Figure 1.Global output page for multiple sequences. Summary statistics are displayed for some interesting values about the disorder segments of all query sequences. An archive is offered for download containing all disorder predictions, linear motifs and statistics for each protein the user supplied. The inset shows a graph displaying the length distribution of disorder segments among all proteins.

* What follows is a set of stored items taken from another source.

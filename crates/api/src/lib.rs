//! HTTP API server with observability for the restaurant order workflow.
//!
//! Provides REST endpoints for order placement, staff actions, table release
//! and notification inboxes, a server-sent event stream per realtime channel,
//! with structured logging (tracing) and Prometheus metrics.

pub mod config;
pub mod error;
pub mod routes;

use std::sync::Arc;

use axum::Router;
use axum::routing::{get, post};
use metrics_exporter_prometheus::PrometheusHandle;
use monitor::{PerformanceMonitor, TracingMetricSink};
use notifications::{InMemoryNotificationStore, NotificationStore};
use order_store::{ChangeFeed, InMemoryOrderStore, OrderStore};
use realtime::RealtimeHub;
use tower_http::cors::{Any, CorsLayer};
use tower_http::trace::TraceLayer;
use workflow::{InMemoryStaffDirectory, StaffDirectory, WorkflowEngine};

use config::Config;
use routes::orders::AppState;

/// Creates the Axum application router with all routes and shared state.
pub fn create_app<S, N>(state: Arc<AppState<S, N>>, metrics_handle: PrometheusHandle) -> Router
where
    S: OrderStore + 'static,
    N: NotificationStore + 'static,
{
    let metrics_router = Router::new()
        .route("/metrics", get(routes::metrics::get))
        .with_state(metrics_handle);

    Router::new()
        .route("/health", get(routes::health::check::<S, N>))
        .route("/performance", get(routes::performance::analytics::<S, N>))
        .route("/orders", post(routes::orders::create::<S, N>))
        .route("/orders/{id}", get(routes::orders::get::<S, N>))
        .route("/orders/{id}/accept", post(routes::orders::accept::<S, N>))
        .route("/orders/{id}/reject", post(routes::orders::reject::<S, N>))
        .route("/orders/{id}/status", post(routes::orders::update_status::<S, N>))
        .route("/orders/{id}/cancel", post(routes::orders::cancel::<S, N>))
        .route("/restaurants/{id}/orders", get(routes::orders::list::<S, N>))
        .route("/restaurants/{id}/events", get(routes::events::restaurant::<S, N>))
        .route("/sessions/{id}/release", post(routes::sessions::release::<S, N>))
        .route(
            "/notifications/{recipient_type}/{id}",
            get(routes::notifications::inbox::<S, N>),
        )
        .route(
            "/notifications/{recipient_type}/{id}/read-all",
            post(routes::notifications::mark_all_read::<S, N>),
        )
        .route(
            "/notifications/{id}/read",
            post(routes::notifications::mark_read::<S, N>),
        )
        .route("/events/{scope}/{id}", get(routes::events::stream::<S, N>))
        .with_state(state)
        .merge(metrics_router)
        .layer(
            CorsLayer::new()
                .allow_origin(Any)
                .allow_methods(Any)
                .allow_headers(Any),
        )
        .layer(TraceLayer::new_for_http())
}

/// Wires the workflow engine over the given stores, tuned by `config`.
pub fn create_state<S, N>(
    store: S,
    notifications: N,
    staff_directory: Arc<dyn StaffDirectory>,
    config: &Config,
) -> Arc<AppState<S, N>>
where
    S: OrderStore + 'static,
    N: NotificationStore + 'static,
{
    let hub = RealtimeHub::new(config.realtime_config(), ChangeFeed::default());
    let monitor = PerformanceMonitor::new(config.monitor_config(), Arc::new(TracingMetricSink));

    let engine = WorkflowEngine::builder(store, notifications)
        .config(config.workflow_config())
        .staff_directory(staff_directory)
        .realtime(hub)
        .monitor(monitor)
        .build();

    Arc::new(AppState { engine })
}

/// Creates application state backed entirely by in-memory stores.
pub fn create_default_state(
    config: &Config,
) -> Arc<AppState<InMemoryOrderStore, InMemoryNotificationStore>> {
    create_state(
        InMemoryOrderStore::new(),
        InMemoryNotificationStore::new(),
        Arc::new(InMemoryStaffDirectory::new()),
        config,
    )
}
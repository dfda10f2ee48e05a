//! HTTP route handlers.

pub mod events;
pub mod health;
pub mod metrics;
pub mod notifications;
pub mod orders;
pub mod performance;
pub mod sessions;

use std::str::FromStr;

use crate::error::ApiError;

/// Parses a path or query identifier, reporting which one was malformed.
pub(crate) fn parse_id<T: FromStr>(raw: &str, what: &str) -> Result<T, ApiError> {
    raw.parse()
        .map_err(|_| ApiError::BadRequest(format!("Invalid {what}: {raw}")))
}
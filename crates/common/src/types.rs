use serde::{Deserialize, Serialize};
use uuid::Uuid;

/// Declares a UUID-backed identifier newtype.
///
/// Each identifier wraps a UUID so that order, table, staff and session
/// references cannot be mixed up at call sites.
macro_rules! uuid_id {
    ($(#[$meta:meta])* $name:ident) => {
        $(#[$meta])*
        #[derive(Debug, Clone, Copy, PartialEq, Eq, PartialOrd, Ord, Hash, Serialize, Deserialize)]
        #[serde(transparent)]
        pub struct $name(Uuid);

        impl $name {
            /// Creates a new random identifier.
            pub fn new() -> Self {
                Self(Uuid::new_v4())
            }

            /// Creates an identifier from an existing UUID.
            pub fn from_uuid(uuid: Uuid) -> Self {
                Self(uuid)
            }

            /// Returns the underlying UUID.
            pub fn as_uuid(&self) -> Uuid {
                self.0
            }

            /// Parses an identifier from its hyphenated string form.
            pub fn parse(s: &str) -> Result<Self, uuid::Error> {
                Uuid::parse_str(s).map(Self)
            }
        }

        impl Default for $name {
            fn default() -> Self {
                Self::new()
            }
        }

        impl std::fmt::Display for $name {
            fn fmt(&self, f: &mut std::fmt::Formatter<'_>) -> std::fmt::Result {
                write!(f, "{}", self.0)
            }
        }

        impl std::str::FromStr for $name {
            type Err = uuid::Error;

            fn from_str(s: &str) -> Result<Self, Self::Err> {
                Self::parse(s)
            }
        }

        impl From<Uuid> for $name {
            fn from(uuid: Uuid) -> Self {
                Self(uuid)
            }
        }

        impl From<$name> for Uuid {
            fn from(id: $name) -> Self {
                id.0
            }
        }
    };
}

uuid_id!(
    /// Unique identifier for an order.
    OrderId
);

uuid_id!(
    /// Identifier of the restaurant (the tenant) an order belongs to.
    RestaurantId
);

uuid_id!(
    /// Identifier of a physical table in a restaurant.
    TableId
);

uuid_id!(
    /// Identifier of a customer session (one dining occasion at one table).
    SessionId
);

uuid_id!(
    /// Identifier of a staff member.
    StaffId
);

uuid_id!(
    /// Identifier of a registered customer.
    CustomerId
);

uuid_id!(
    /// Identifier of a notification record.
    NotificationId
);

/// Menu item identifier as issued by the catalog service.
#[derive(Debug, Clone, PartialEq, Eq, Hash, Serialize, Deserialize)]
#[serde(transparent)]
pub struct MenuItemId(String);

impl MenuItemId {
    /// Creates a new menu item ID from a string.
    pub fn new(id: impl Into<String>) -> Self {
        Self(id.into())
    }

    /// Returns the menu item ID as a string slice.
    pub fn as_str(&self) -> &str {
        &self.0
    }
}

impl std::fmt::Display for MenuItemId {
    fn fmt(&self, f: &mut std::fmt::Formatter<'_>) -> std::fmt::Result {
        write!(f, "{}", self.0)
    }
}

impl From<String> for MenuItemId {
    fn from(s: String) -> Self {
        Self(s)
    }
}

impl From<&str> for MenuItemId {
    fn from(s: &str) -> Self {
        Self(s.to_string())
    }
}
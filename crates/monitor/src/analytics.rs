//! Windowed aggregates and health reports over tracked operations.

use std::collections::BTreeMap;

use serde::{Deserialize, Serialize};

use crate::OperationRecord;

/// Per operation type aggregates.
#[derive(Debug, Clone, Default, PartialEq, Serialize, Deserialize)]
pub struct TypeStats {
    pub count: usize,
    pub failures: usize,
    pub average_duration_ms: f64,
    pub max_duration_ms: f64,
}

/// Aggregates over the operations finished inside a time window.
#[derive(Debug, Clone, PartialEq, Serialize, Deserialize)]
pub struct Analytics {
    pub window_secs: u64,
    pub total: usize,
    pub succeeded: usize,
    pub failed: usize,
    /// 1.0 when no operation finished in the window.
    pub success_rate: f64,
    pub average_duration_ms: f64,
    pub by_type: BTreeMap<String, TypeStats>,
}

impl Analytics {
    pub(crate) fn from_records<'a>(
        window_secs: u64,
        records: impl IntoIterator<Item = &'a OperationRecord>,
    ) -> Self {
        let mut total = 0;
        let mut succeeded = 0;
        let mut duration_sum = 0.0;
        let mut by_type: BTreeMap<String, TypeStats> = BTreeMap::new();

        for record in records {
            total += 1;
            if record.success {
                succeeded += 1;
            }
            duration_sum += record.duration_ms;

            let stats = by_type.entry(record.op_type.clone()).or_default();
            stats.count += 1;
            if !record.success {
                stats.failures += 1;
            }
            // Running sum; turned into an average below.
            stats.average_duration_ms += record.duration_ms;
            stats.max_duration_ms = stats.max_duration_ms.max(record.duration_ms);
        }

        for stats in by_type.values_mut() {
            stats.average_duration_ms /= stats.count as f64;
        }

        Self {
            window_secs,
            total,
            succeeded,
            failed: total - succeeded,
            success_rate: if total == 0 {
                1.0
            } else {
                succeeded as f64 / total as f64
            },
            average_duration_ms: if total == 0 {
                0.0
            } else {
                duration_sum / total as f64
            },
            by_type,
        }
    }
}

#[derive(Debug, Clone, Copy, PartialEq, Eq, Serialize, Deserialize)]
#[serde(rename_all = "snake_case")]
pub enum HealthStatus {
    Healthy,
    Degraded,
}

#[derive(Debug, Clone, PartialEq, Serialize, Deserialize)]
pub struct HealthReport {
    pub status: HealthStatus,
    pub success_rate: f64,
    pub average_duration_ms: f64,
    pub issues: Vec<String>,
}

impl HealthReport {
    pub fn is_healthy(&self) -> bool {
        self.status == HealthStatus::Healthy
    }
}
use common::{RestaurantId, SessionId, StaffId};
use order_store::{ChangeFilter, Table};
use serde::{Deserialize, Serialize};

/// A realtime topic scoped to a session, a staff member or a restaurant.
#[derive(Debug, Clone, Copy, PartialEq, Eq, Hash, Serialize, Deserialize)]
#[serde(tag = "scope", content = "id", rename_all = "snake_case")]
pub enum Channel {
    /// Customer-facing updates for one dining session.
    Session(SessionId),
    /// Assignments and status changes for one staff member.
    Staff(StaffId),
    /// The owner dashboard: every order, staff and table event of a restaurant.
    Restaurant(RestaurantId),
}

impl Channel {
    /// Registry key, e.g. `restaurant:<uuid>`.
    pub fn name(&self) -> String {
        match self {
            Channel::Session(id) => format!("session:{id}"),
            Channel::Staff(id) => format!("staff:{id}"),
            Channel::Restaurant(id) => format!("restaurant:{id}"),
        }
    }

    /// The change-feed filter a subscription to this channel uses by default.
    pub fn default_filter(&self) -> ChangeFilter {
        match self {
            Channel::Session(id) => ChangeFilter::column_eq("session_id", id).on(Table::Orders),
            Channel::Staff(id) => {
                ChangeFilter::column_eq("assigned_staff_id", id).on(Table::Orders)
            }
            Channel::Restaurant(id) => ChangeFilter::column_eq("restaurant_id", id),
        }
    }
}

impl std::fmt::Display for Channel {
    fn fmt(&self, f: &mut std::fmt::Formatter<'_>) -> std::fmt::Result {
        f.write_str(&self.name())
    }
}

#[cfg(test)]
mod tests {
    use super::*;

    #[test]
    fn channel_names() {
        let id = SessionId::new();
        assert_eq!(Channel::Session(id).name(), format!("session:{id}"));
        let staff = StaffId::new();
        assert_eq!(Channel::Staff(staff).to_string(), format!("staff:{staff}"));
    }

    #[test]
    fn default_filters() {
        let staff = StaffId::new();
        let filter = Channel::Staff(staff).default_filter();
        assert_eq!(filter.table, Some(Table::Orders));
        assert_eq!(filter.column, "assigned_staff_id");
        assert_eq!(filter.value, staff.to_string());

        let restaurant = Channel::Restaurant(RestaurantId::new()).default_filter();
        assert_eq!(restaurant.table, None);
    }
}
//! Realtime propagation of order workflow changes.
//!
//! Three channel scopes ([`Channel`]): per session, per staff member and per
//! restaurant. Each channel carries two kinds of traffic:
//! - named events broadcast with a JSON payload ([`RealtimeEvent`])
//! - persisted row changes from the order store's change feed, filtered per subscription
//!
//! [`RealtimeHub`] owns the registry of open subscriptions. Subscribing to a
//! channel that is already open replaces the previous subscription.

pub mod channel;
pub mod hub;

pub use channel::Channel;
pub use hub::{
    ChangeCallback, EventCallback, Handlers, RealtimeConfig, RealtimeEvent, RealtimeHub,
    SubscriptionHandle,
};
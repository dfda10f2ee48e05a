use async_trait::async_trait;
use common::NotificationId;

use crate::{NotificationRecord, Recipient, Result};

/// Storage for notification records.
///
/// Records are append-only; the read flag is the only mutable column.
#[async_trait]
pub trait NotificationStore: Send + Sync {
    async fn insert(&self, record: NotificationRecord) -> Result<()>;

    /// Lists a recipient's notifications, newest first.
    async fn list(&self, recipient: Recipient, limit: Option<usize>)
    -> Result<Vec<NotificationRecord>>;

    async fn unread_count(&self, recipient: Recipient) -> Result<usize>;

    /// Marks one notification read. Returns the updated record.
    async fn mark_read(&self, id: NotificationId) -> Result<NotificationRecord>;

    /// Marks every notification of the recipient read and returns how many changed.
    async fn mark_all_read(&self, recipient: Recipient) -> Result<usize>;
}
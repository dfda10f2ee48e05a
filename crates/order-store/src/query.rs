use common::{RestaurantId, SessionId, StaffId};
use domain::{Order, OrderStatus};
use serde::{Deserialize, Serialize};

/// Builder for constructing order queries.
///
/// Every filter is optional; an empty query matches all orders.
#[derive(Debug, Clone, Default, PartialEq, Serialize, Deserialize)]
pub struct OrderQuery {
    /// Filter by restaurant.
    pub restaurant_id: Option<RestaurantId>,

    /// Filter by status (any of these).
    #[serde(default)]
    pub statuses: Vec<OrderStatus>,

    /// Filter by assigned staff member.
    pub assigned_staff_id: Option<StaffId>,

    /// Filter by customer session.
    pub session_id: Option<SessionId>,

    /// Maximum number of orders to return.
    pub limit: Option<usize>,

    /// Number of orders to skip.
    pub offset: Option<usize>,
}

impl OrderQuery {
    pub fn new() -> Self {
        Self::default()
    }

    /// Creates a query for a restaurant's orders.
    pub fn for_restaurant(restaurant_id: RestaurantId) -> Self {
        Self {
            restaurant_id: Some(restaurant_id),
            ..Default::default()
        }
    }

    /// Creates a query for a session's orders.
    pub fn for_session(session_id: SessionId) -> Self {
        Self {
            session_id: Some(session_id),
            ..Default::default()
        }
    }

    /// Filters by status.
    pub fn status(mut self, status: OrderStatus) -> Self {
        self.statuses = vec![status];
        self
    }

    /// Filters by multiple statuses (any of these).
    pub fn statuses(mut self, statuses: Vec<OrderStatus>) -> Self {
        self.statuses = statuses;
        self
    }

    /// Filters by assigned staff member.
    pub fn assigned_to(mut self, staff_id: StaffId) -> Self {
        self.assigned_staff_id = Some(staff_id);
        self
    }

    /// Filters by session.
    pub fn session(mut self, session_id: SessionId) -> Self {
        self.session_id = Some(session_id);
        self
    }

    /// Limits the number of results.
    pub fn limit(mut self, limit: usize) -> Self {
        self.limit = Some(limit);
        self
    }

    /// Skips the first `offset` results.
    pub fn offset(mut self, offset: usize) -> Self {
        self.offset = Some(offset);
        self
    }

    /// Returns true if the order matches every filter (ignores paging).
    pub fn matches(&self, order: &Order) -> bool {
        if let Some(restaurant_id) = self.restaurant_id {
            if order.restaurant_id != restaurant_id {
                return false;
            }
        }
        if !self.statuses.is_empty() && !self.statuses.contains(&order.status) {
            return false;
        }
        if let Some(staff_id) = self.assigned_staff_id {
            if order.assigned_staff_id != Some(staff_id) {
                return false;
            }
        }
        if let Some(session_id) = self.session_id {
            if order.session_id != Some(session_id) {
                return false;
            }
        }
        true
    }
}
//! Turns order transition events into per-recipient notifications.

use common::NotificationId;
use domain::{Actor, DomainEvent, OrderEvent, OrderStatus};

use crate::{NotificationKind, NotificationRecord, NotificationStore, Recipient, Result};

/// Outcome of one fan-out. Failures are already logged when this is returned.
#[derive(Debug, Clone, Copy, Default, PartialEq, Eq)]
pub struct FanoutReport {
    pub written: usize,
    pub failed: usize,
}

impl std::ops::AddAssign for FanoutReport {
    fn add_assign(&mut self, rhs: Self) {
        self.written += rhs.written;
        self.failed += rhs.failed;
    }
}

/// Writes one notification per interested recipient of an order event.
///
/// The owner is always notified, staff only when involved, and the customer
/// only when the order belongs to a session. Write failures are absorbed.
#[derive(Clone)]
pub struct NotificationFanout<S> {
    store: S,
}

impl<S: NotificationStore> NotificationFanout<S> {
    pub fn new(store: S) -> Self {
        Self { store }
    }

    pub fn store(&self) -> &S {
        &self.store
    }

    /// Writes every record for `event` before returning.
    #[tracing::instrument(skip(self, event), fields(event_type = event.event_type()))]
    pub async fn fan_out(&self, event: &OrderEvent) -> FanoutReport {
        let mut report = FanoutReport::default();
        for record in notifications_for(event) {
            let recipient = record.recipient;
            let kind = record.kind.as_str();
            match self.store.insert(record).await {
                Ok(()) => {
                    report.written += 1;
                    metrics::counter!("notifications_written_total", "kind" => kind).increment(1);
                }
                Err(e) => {
                    report.failed += 1;
                    metrics::counter!("notifications_failed_total", "kind" => kind).increment(1);
                    tracing::warn!(
                        order_id = ?event.order().map(|o| o.order_id),
                        %recipient,
                        kind,
                        error = %e,
                        "Failed to write notification"
                    );
                }
            }
        }
        report
    }

    pub async fn list(
        &self,
        recipient: Recipient,
        limit: Option<usize>,
    ) -> Result<Vec<NotificationRecord>> {
        self.store.list(recipient, limit).await
    }

    pub async fn unread_count(&self, recipient: Recipient) -> Result<usize> {
        self.store.unread_count(recipient).await
    }

    pub async fn mark_read(&self, id: NotificationId) -> Result<NotificationRecord> {
        self.store.mark_read(id).await
    }

    pub async fn mark_all_read(&self, recipient: Recipient) -> Result<usize> {
        self.store.mark_all_read(recipient).await
    }
}

/// Builds the records an event produces, without writing them.
pub fn notifications_for(event: &OrderEvent) -> Vec<NotificationRecord> {
    let owner = Recipient::Owner(event.restaurant_id());
    let customer = event.session_id().map(Recipient::Customer);
    let order_id = event.order().map(|o| o.order_id);
    let mut out: Vec<(Recipient, NotificationKind)> = Vec::new();

    match event {
        OrderEvent::OrderCreated(d) => {
            out.push((
                owner,
                NotificationKind::NewOrder {
                    order_number: d.order.order_number.clone(),
                    table_id: d.order.table_id,
                    total: d.total,
                    item_count: d.item_count,
                },
            ));
            if let Some(customer) = customer {
                out.push((
                    customer,
                    NotificationKind::OrderStatusUpdate {
                        order_number: d.order.order_number.clone(),
                        status: d.order.status,
                        previous: None,
                    },
                ));
            }
        }
        OrderEvent::OrderAssigned(d) => {
            let staff_assigned = NotificationKind::StaffAssigned {
                order_number: d.order.order_number.clone(),
                staff_id: d.staff_id,
                reassignment: d.reassignment,
            };
            out.push((owner, staff_assigned.clone()));
            out.push((
                Recipient::Staff(d.staff_id),
                NotificationKind::OrderAssigned {
                    order_number: d.order.order_number.clone(),
                    table_id: d.order.table_id,
                    reassignment: d.reassignment,
                },
            ));
            if let Some(customer) = customer {
                out.push((customer, staff_assigned));
            }
        }
        OrderEvent::NoStaffAvailable(d) => {
            out.push((
                owner,
                NotificationKind::NoStaffAvailable {
                    order_number: d.order.order_number.clone(),
                    table_id: d.order.table_id,
                },
            ));
        }
        OrderEvent::OrderAccepted(d) => {
            out.push((
                owner,
                NotificationKind::OrderAccepted {
                    order_number: d.order.order_number.clone(),
                    staff_id: d.staff_id,
                },
            ));
            if let Some(customer) = customer {
                out.push((
                    customer,
                    NotificationKind::OrderStatusUpdate {
                        order_number: d.order.order_number.clone(),
                        status: OrderStatus::Accepted,
                        previous: Some(OrderStatus::Assigned),
                    },
                ));
            }
        }
        OrderEvent::OrderRejected(d) => {
            out.push((
                owner,
                NotificationKind::OrderRejected {
                    order_number: d.order.order_number.clone(),
                    staff_id: d.staff_id,
                    reason: d.reason.clone(),
                },
            ));
        }
        OrderEvent::OrderStatusChanged(d) => {
            let update = NotificationKind::OrderStatusUpdate {
                order_number: d.order.order_number.clone(),
                status: d.to,
                previous: Some(d.from),
            };
            out.push((owner, update.clone()));
            if let Some(staff_id) = d.order.assigned_staff_id {
                if d.updated_by != Actor::Staff(staff_id) {
                    out.push((Recipient::Staff(staff_id), update.clone()));
                }
            }
            if let Some(customer) = customer {
                out.push((customer, update));
            }
        }
        OrderEvent::OrderCancelled(d) => {
            let cancelled = NotificationKind::OrderCancelled {
                order_number: d.order.order_number.clone(),
                reason: d.reason.clone(),
            };
            out.push((owner, cancelled.clone()));
            if let Some(staff_id) = d.order.assigned_staff_id {
                out.push((Recipient::Staff(staff_id), cancelled.clone()));
            }
            if let Some(customer) = customer {
                out.push((customer, cancelled));
            }
        }
        OrderEvent::TableReleased(d) => {
            let released = NotificationKind::TableReleased {
                table_id: d.table_id,
                session_id: d.session_id,
            };
            out.push((owner, released.clone()));
            if let Some(customer) = customer {
                out.push((customer, released));
            }
        }
    }

    out.into_iter()
        .map(|(recipient, kind)| NotificationRecord::new(recipient, order_id, kind))
        .collect()
}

Figure 2.Individual output page for D. melanogaster Cryptochrome. The main figure shows the list of available files and actual disorder prediction. The latter is composed of the amino acid sequence, its predicted secondary structure and the CSpritz disorder classification, with disordered residues highlighted in red font. Disorder statistics about the protein is presented on the right. Two insets show the graphs for the disorder propensity plot (top right) and number of available structural coordinates versus disordered segments in homologous sequences. The inset on the bottom part shows the annotated disordered segment covering the C-terminus of Cryptochrome (residues 513–542). The propensities for secondary structure and location of putative functional motifs are shown. Links to the ELM description of the motif amino acids involved in the motif are supplied on the right. A graph and probabilities secondary structure propensity are also supplied.